Saturday, March 22, 2014

The Awful, Dreadful Hike

18-3-2014
    It started out in the rain. That should have been our first sign, but it was very light rain and it was supposed to clear up for the next few days so we decided to start ASAP. We had to ford a river at the beginning so we wanted to start before it rained harder and the water rose too high to make for an easy crossing. I wore my rain jacket but not my rainpants. I had on my Teva sandals and my new zip-off pants that I'd just bought in Queenstown. I took the bottom parts off so I could cross the river in shorts, then zipped them back on once I reached the other side to protect me from sandflies. Very handy, but the river was deep enough to get my shorts wet so I got wet anyways. I looked silly at first, but soon enough I was soaked anyways because of the rain. I didn't mind. 
     We hiked six hours to the Young Hut and stayed there for the night. When we got there I was feeling smelly, so Luke and I went down to the river and found a good swimming hole to jump into. It was freezing cold. The coldest water I've ever been in. I had intended on getting my hair wet but I got in up to my waist and that was enough for me. Within seconds my feet hurt because the water was that cold. We very quickly washed off, dressed ourselves in the cold rain, then went back to the hut.

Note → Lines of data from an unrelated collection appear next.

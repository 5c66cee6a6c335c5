//! History of fired events, newest first

use std::collections::VecDeque;

use serde::{Deserialize, Serialize};

use crate::core::types::DetachmentId;
use crate::events::event::Event;

#[derive(Debug, Clone, PartialEq, Default, Serialize, Deserialize)]
pub struct EventLog {
    entries: VecDeque<Event>,
}

impl EventLog {
    pub fn new() -> Self {
        Self::default()
    }

    /// Record a fired event; kinds that are not logged are dropped
    pub fn record(&mut self, event: Event) -> bool {
        if !event.kind.is_logged() {
            return false;
        }
        self.entries.push_front(event);
        true
    }

    pub fn len(&self) -> usize {
        self.entries.len()
    }

    pub fn is_empty(&self) -> bool {
        self.entries.is_empty()
    }

    /// Entries in time-descending order
    pub fn iter(&self) -> impl Iterator<Item = &Event> {
        self.entries.iter()
    }

    pub fn latest(&self) -> Option<&Event> {
        self.entries.front()
    }

    pub fn entries_for(&self, detachment: DetachmentId) -> impl Iterator<Item = &Event> {
        self.entries.iter().filter(move |e| e.affects(detachment))
    }

    pub fn clear(&mut self) {
        self.entries.clear();
    }
}
//! Scheduled actions
//!
//! Event kinds form a closed set. Each kind has a *subject* (the combat or
//! detachment it belongs to); at most one live event per subject may sit in
//! the queue at a time.

use serde::{Deserialize, Serialize};

use crate::core::types::{CombatId, DetachmentId, EventId, Minute};
use crate::force::MovePurpose;
use crate::map::HexCoord;

#[derive(Debug, Clone, Copy, PartialEq, Eq, Serialize, Deserialize)]
pub enum EventKind {
    /// A detachment reaches its breaking point and disrupts
    Disrupt {
        combat: CombatId,
        detachment: DetachmentId,
    },
    /// A disrupted detachment gives up the fight and falls back
    Retreat {
        combat: CombatId,
        detachment: DetachmentId,
    },
    /// A march step completes
    Arrive {
        detachment: DetachmentId,
        to: HexCoord,
        purpose: MovePurpose,
    },
    /// Disruption or regrouping is over
    Recover { detachment: DetachmentId },
}

/// Owner of an event, for the one-live-event-per-subject rule
#[derive(Debug, Clone, Copy, PartialEq, Eq, Hash, Serialize, Deserialize)]
pub enum Subject {
    Combat(CombatId),
    Detachment(DetachmentId),
}

impl EventKind {
    pub fn subject(&self) -> Subject {
        match *self {
            EventKind::Disrupt { combat, .. } | EventKind::Retreat { combat, .. } => {
                Subject::Combat(combat)
            }
            EventKind::Arrive { detachment, .. } | EventKind::Recover { detachment } => {
                Subject::Detachment(detachment)
            }
        }
    }

    /// The detachment the event acts on
    pub fn detachment(&self) -> DetachmentId {
        match *self {
            EventKind::Disrupt { detachment, .. }
            | EventKind::Retreat { detachment, .. }
            | EventKind::Arrive { detachment, .. }
            | EventKind::Recover { detachment } => detachment,
        }
    }

    /// Whether the event is kept in the history log once it fires
    pub fn is_logged(&self) -> bool {
        !matches!(self, EventKind::Recover { .. })
    }

    pub fn name(&self) -> &'static str {
        match self {
            EventKind::Disrupt { .. } => "disrupt",
            EventKind::Retreat { .. } => "retreat",
            EventKind::Arrive { .. } => "arrive",
            EventKind::Recover { .. } => "recover",
        }
    }
}

#[derive(Debug, Clone, PartialEq, Serialize, Deserialize)]
pub struct Event {
    /// Assigned when the event is posted
    pub id: Option<EventId>,
    pub time: Minute,
    pub occurred: bool,
    pub kind: EventKind,
}

impl Event {
    pub fn new(time: Minute, kind: EventKind) -> Self {
        Self {
            id: None,
            time,
            occurred: false,
            kind,
        }
    }

    pub fn affects(&self, detachment: DetachmentId) -> bool {
        self.kind.detachment() == detachment
    }
}

#[cfg(test)]
mod tests {
    use super::*;
    use crate::core::arena::Handle;

    #[test]
    fn test_subjects() {
        let combat = CombatId(Handle::new(1, 0));
        let det = DetachmentId(Handle::new(2, 0));

        let disrupt = EventKind::Disrupt {
            combat,
            detachment: det,
        };
        assert_eq!(disrupt.subject(), Subject::Combat(combat));
        assert_eq!(disrupt.detachment(), det);
        assert!(disrupt.is_logged());

        let recover = EventKind::Recover { detachment: det };
        assert_eq!(recover.subject(), Subject::Detachment(det));
        assert!(!recover.is_logged());
        assert!(Event::new(5, recover).affects(det));
    }
}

I put on every warm layer I had and eventually felt better. 
     We hung all our wet stuff outside under the porch roof, hoping it would clear up a bit and dry overnight. Just before we went to bed it was still raining, so I transferred my rain jacket and pants inside. They were sort of dry the next morning. Everything outside was even wetter than when we had hung it up. It had not cleared up overnight. It was still raining. In fact, it was raining harder. I put my damp zip-off pants back on, thinking it would be worse not to and get my only dry clothes all wet. I packed up the wet stuff, put on a new shirt, along with my rain jacket, and we headed out. 
      Luke wore his wet pants, too. It was supposed to get nice out so we figured they'd dry out as we went. It didn't get nice out. In fact, it rained and then rained harder. We hiked up and up towards the saddle we had to cross to get to the next hut, and the closer we got the steeper it got. It got so steep that I frequently looked back the direction we'd come from, not see further down than the immediate twenty feet below us, and wonder how in the heck we'd gotten up there so easily. Although, it really wasn't too easy. Everything was wet, slippery, not to mention steep, and the further up we got the windier it got. Sometimes it gusted so heavily we hunkered down into whatever crevice we could find and held on. The rain felt like sleet against our faces. Maybe it was. 
      Ridiculously, I was having fun. I thought we were half crazy for being out there, crossing over mountains (although a saddle is, by definition, the lowest point between mountains) but it was fun. There were waterfalls everywhere on the surrounding mountainsides, thousands it seemed. The clouds covered up a lot but they also thinned out in spots and we could see the silhouettes of the surrounding peaks, and all the waterfalls. And besides the view, it was nice to have a different experience, even if it meant foul weather. I really, oddly, had fun. Plus, I thought it was hilarious that we passed the army group (who had gotten up at dawn to leave, and we left late in the morning), and I was still wearing my Teva sandals. To be fair, I'm pretty sure they were carrying absurdly heavy packs, with way more than they knew they'd need, because it was a training exercise for the officers. Still, I got a chuckle out of it. 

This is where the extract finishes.